« Docteur, je ne veux pas de cortisone… »
Chez certains patients, la simple mention des dermocorticoïdes suffit à provoquer… de l’urticaire. Peur des effets secondaires, corticophobie relayée par internet, ou encore antécédents d’atrophie cutanée : les obstacles sont nombreux. Pourtant, l’eczéma ne peut pas attendre.
Dans ce webinaire Simplycure, l’ingénieur biochimiste François Motte et la dermatologue Dr Françoise Guiot présentent une piste concrète : l’utilisation des acides boswelliques du Boswellia serrata, capables d’apaiser l’inflammation cutanée sans recourir à la cortisone.
Dans cet article, découvrez leurs mécanismes d’action validés et retours de terrain avec des patients, cas cliniques à l’appui.
Pourquoi envisager un traitement de l’eczéma sans cortisone ?
Le Dr Guiot le rappelle : “En pratique, nous avons besoin d’options lorsque les corticoïdes posent problème.”
Les situations sont fréquentes : un enfant avec eczéma atopique dont les parents refusent la cortisone, un patient âgé avec une peau déjà atrophiée, une localisation sensible (visage, plis, génital), ou encore des patients diabétiques ou glaucomateux.
Dans ces cas, les acides boswelliques offrent une alternative intéressante, avec une tolérance remarquable : ils ciblent l’inflammation cutanée sans immunosuppression et sans les risques d’atrophie associés aux dermocorticoïdes1. Une étude clinique randomisée a d’ailleurs montré qu’un extrait de Boswellia serrata réduisait significativement l’inflammation et le prurit en seulement 6 semaines2.
Boswellia serrata : mécanismes et sécurité
Dans le webinaire Simplycure, François Motte rappelle l’histoire millénaire du Boswellia serrata, utilisé en Inde et en Chine comme anti-inflammatoire bien avant l’ère des corticoïdes3. Ce n’est que récemment que la recherche moderne a permis d’isoler et de concentrer ses molécules actives : les acides boswelliques.
Comment ça agit ?
Inhibition de la voie NF-κB/TNF-α, impliquée dans l’inflammation cutanée.
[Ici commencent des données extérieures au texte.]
//! Decoded payload -> canonical observations and emergency events.
//!
//! Stateless.  The attribute table is closed and matched
//! case-sensitively; adding a device type is a new match arm, not a
//! runtime registration.  `measured_at` selection order: inner
//! `time`/`scan_time`, then envelope time, then bus receive time.

use crate::resolver::Resolution;
use chrono::{DateTime, Utc};
use vf_model::{
    fingerprint, EmergencyEvent, GlucoseMarker, Location, Observation, ObservationValues,
    TemperatureMode,
};
use vf_protocol::{Decoded, VitalsFields, WatchBp};

#[derive(Debug, thiserror::Error)]
pub enum NormalizeError {
    #[error("attribute `{attribute}` is missing value field `{field}`")]
    MissingValue {
        attribute: String,
        field: &'static str,
    },
    #[error("unknown attribute `{0}`")]
    UnknownAttribute(String),
}

impl NormalizeError {
    pub fn kind(&self) -> &'static str {
        match self {
            NormalizeError::MissingValue { .. } => "missing_value",
            NormalizeError::UnknownAttribute(_) => "unknown_attribute",
        }
    }
}

/// Everything a decoded payload normalizes into.
#[derive(Debug, Default)]
pub struct Normalized {
    pub observations: Vec<Observation>,
    pub emergencies: Vec<EmergencyEvent>,
    /// Position update for the patient's `last_location` snapshot.
    pub location_update: Option<(Location, DateTime<Utc>)>,
}

impl Normalized {
    pub fn is_empty(&self) -> bool {
        self.observations.is_empty() && self.emergencies.is_empty()
    }
}

/// Normalize one decoded payload.
///
/// `raw` is the original bus payload; its hash becomes the
/// idempotency fingerprint shared by every record from this message.
pub fn normalize(
    decoded: &Decoded,
    resolution: &Resolution,
    raw: &[u8],
    received_at: DateTime<Utc>,
) -> Result<Normalized, NormalizeError> {
    let fp = fingerprint(raw);
    let mut out = Normalized::default();

    match decoded {
        Decoded::GatewayMedical(medical) => {
            for reading in &medical.device_list {
                let values = attribute_values(&medical.attribute, &reading.vitals)?;
                let measured_at = reading
                    .scan_time
                    .or(medical.envelope_time)
                    .unwrap_or(received_at);
                out.observations.push(Observation::new(
                    resolution.patient_id.clone(),
                    resolution.device_family,
                    reading.ble_addr.clone(),
                    measured_at,
                    values,
                    Some(resolution.hospital_id.clone()),
                    fp.clone(),
                ));
            }
        }

        Decoded::Kiosk(kiosk) => {
            let values = attribute_values(&kiosk.attribute, &kiosk.vitals)?;
            let measured_at = kiosk.measured_at.unwrap_or(received_at);
            out.observations.push(Observation::new(
                resolution.patient_id.clone(),
                resolution.device_family,
                kiosk.kiosk_mac.clone(),
                measured_at,
                values,
                Some(resolution.hospital_id.clone()),
                fp,
            ));
        }

        Decoded::WatchVitals(vitals) => {
            let measured_at = vitals.measured_at.unwrap_or(received_at);
            push_watch_sample(
                &mut out,
                resolution,
                &fp,
                measured_at,
                vitals.heart_rate,
                vitals.blood_pressure,
                vitals.spo2,
                vitals.body_temperature,
            );
        }

        Decoded::WatchBatch(batch) => {
            // One observation per sample per sub-type; sample order and
            // per-sample timestamps are preserved.
            for sample in &batch.samples {
                push_watch_sample(
                    &mut out,
                    resolution,
                    &fp,
                    sample.measured_at,
                    sample.heart_rate,
                    sample.blood_pressure,
                    sample.spo2,
                    sample.body_temperature,
                );
            }
        }

        Decoded::WatchStatus(status) => {
            // Heartbeats yield a step-count observation only when the
            // counter is present; battery/signal stay flow-level.
            if let Some(steps) = status.steps {
                let measured_at = status.envelope_time.unwrap_or(received_at);
                out.observations.push(Observation::new(
                    resolution.patient_id.clone(),
                    resolution.device_family,
                    resolution.device_id.clone(),
                    measured_at,
                    ObservationValues::StepCount { steps },
                    Some(resolution.hospital_id.clone()),
                    fp,
                ));
            }
        }

        Decoded::WatchSleep(sleep) => {
            let measured_at = sleep.envelope_time.unwrap_or(received_at);
            out.observations.push(Observation::new(
                resolution.patient_id.clone(),
                resolution.device_family,
                resolution.device_id.clone(),
                measured_at,
                ObservationValues::Sleep {
                    data: sleep.data.clone(),
                },
                Some(resolution.hospital_id.clone()),
                fp,
            ));
        }

        Decoded::WatchLocation(location) => {
            if let Some(position) = &location.location {
                let at = location.envelope_time.unwrap_or(received_at);
                out.location_update = Some((position.clone(), at));
            }
        }

        Decoded::WatchEmergency(emergency) => {
            let occurred_at = emergency.envelope_time.unwrap_or(received_at);
            let raw_value = serde_json::from_slice(raw).unwrap_or(serde_json::Value::Null);
            out.emergencies.push(EmergencyEvent::new(
                Some(resolution.patient_id.clone()),
                emergency.imei.clone(),
                emergency.kind,
                emergency.location.clone(),
                occurred_at,
                raw_value,
            ));
            if let Some(position) = &emergency.location {
                out.location_update = Some((position.clone(), occurred_at));
            }
        }

        // Pure device-status payloads produce flow events only.
        Decoded::GatewayStatus(_) | Decoded::WatchOnline(_) => {}
    }

    Ok(out)
}

#[allow(clippy::too_many_arguments)]
fn push_watch_sample(
    out: &mut Normalized,
    resolution: &Resolution,
    fp: &str,
    measured_at: DateTime<Utc>,
    heart_rate: Option<i32>,
    blood_pressure: Option<WatchBp>,
    spo2: Option<i32>,
    body_temperature: Option<f64>,
) {
    let mut push = |values: ObservationValues| {
        out.observations.push(Observation::new(
            resolution.patient_id.clone(),
            resolution.device_family,
            resolution.device_id.clone(),
            measured_at,
            values,
            Some(resolution.hospital_id.clone()),
            fp.to_owned(),
        ));
    };
    if let Some(bpm) = heart_rate {
        push(ObservationValues::HeartRate { bpm });
    }
    if let Some(bp) = blood_pressure {
        push(ObservationValues::BloodPressure {
            systolic: bp.bp_sys,
            diastolic: bp.bp_dia,
            pulse: heart_rate,
        });
    }
    if let Some(percent) = spo2 {
        push(ObservationValues::Spo2 {
            percent,
            pulse: heart_rate,
            pi: None,
        });
    }
    if let Some(celsius) = body_temperature {
        push(ObservationValues::BodyTemperature {
            celsius,
            mode: TemperatureMode::Other,
        });
    }
}

// ---------------------------------------------------------------------------
// Attribute table
// ---------------------------------------------------------------------------

fn require<T: Copy>(
    attribute: &str,
    field: &'static str,
    value: Option<T>,
) -> Result<T, NormalizeError> {
    value.ok_or_else(|| NormalizeError::MissingValue {
        attribute: attribute.to_owned(),
        field,
    })
}

/// The closed attribute -> value-shape mapping for gateway sub-devices
/// and kiosk reports.
fn attribute_values(
    attribute: &str,
    vitals: &VitalsFields,
) -> Result<ObservationValues, NormalizeError> {
    match attribute {
        "BP_BIOLIGTH" | "WBP BIOLIGHT" | "BLE_BPG" | "WBP_JUMPER" => {
            Ok(ObservationValues::BloodPressure {
                systolic: require(attribute, "bp_high", vitals.bp_high)?,
                diastolic: require(attribute, "bp_low", vitals.bp_low)?,
                pulse: vitals.pr,
            })
        }
        "Contour_Elite" | "AccuChek_Instant" | "CONTOUR" => Ok(ObservationValues::BloodGlucose {
            mg_per_dl: require(attribute, "blood_glucose", vitals.blood_glucose)?,
            marker: glucose_marker(vitals.marker.as_deref()),
        }),
        "Oximeter JUMPER" | "Oximeter_JUMPER" => Ok(ObservationValues::Spo2 {
            percent: require(attribute, "spo2", vitals.spo2)?,
            pulse: Some(require(attribute, "pulse", vitals.pulse)?),
            pi: vitals.pi,
        }),
        "IR_TEMO_JUMPER" | "TEMO_Jumper" => Ok(ObservationValues::BodyTemperature {
            celsius: require(attribute, "temp", vitals.temp)?,
            mode: temperature_mode(vitals.mode.as_deref()),
        }),
        "BodyScale_JUMPER" => Ok(ObservationValues::BodyWeight {
            kg: require(attribute, "weight", vitals.weight)?,
            resistance: vitals.resistance,
        }),
        "MGSS_REF_UA" => Ok(ObservationValues::UricAcid {
            mg_per_dl: require(attribute, "uric_acid", vitals.uric_acid)?,
        }),
        "MGSS_REF_CHOL" => Ok(ObservationValues::Cholesterol {
            mg_per_dl: require(attribute, "cholesterol", vitals.cholesterol)?,
        }),
        other => Err(NormalizeError::UnknownAttribute(other.to_owned())),
    }
}

/// Absent or unrecognized markers are `unspecified`.
fn glucose_marker(marker: Option<&str>) -> GlucoseMarker {
    match marker {
        Some("pre") => GlucoseMarker::Pre,
        Some("post") => GlucoseMarker::Post,
        _ => GlucoseMarker::Unspecified,
    }
}

fn temperature_mode(mode: Option<&str>) -> TemperatureMode {
    match mode {
        Some("ear") => TemperatureMode::Ear,
        Some("forehead") => TemperatureMode::Forehead,
        _ => TemperatureMode::Other,
    }
}

// ---------------------------------------------------------------------------
// Tests
// ---------------------------------------------------------------------------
Blocage sélectif de la 5-lipoxygénase, réduisant les leucotriènes.
Modulation de cytokines (IL-1, IL-6, IL-12).
Effet antiallergique par inhibition de la dégranulation mastocytaire.
On obtient une action proche de celle des corticoïdes, mais sans l’effet immunosuppresseur ni atrophiant.
D’un point de vue tolérance, les données de pharmacovigilance confirment une excellente sécurité, y compris à fortes doses orales. Les effets secondaires sont rares, souvent moins fréquents que dans les groupes placebo.
Autre point important pour les praticiens : les acides boswelliques ne sont pas photosensibilisants. Ils peuvent donc être utilisés avant une exposition solaire, à condition d’appliquer ensuite une protection classique.
Ce que disent les études et la pratique
Une étude contrôlée citée par François Motte montre que l’application topique d’acides boswelliques permet une réduction de 70 % du prurit et de 60 % de l’érythème en 30 jours, avec amélioration des scores EASI (eczéma) et PASI (psoriasis).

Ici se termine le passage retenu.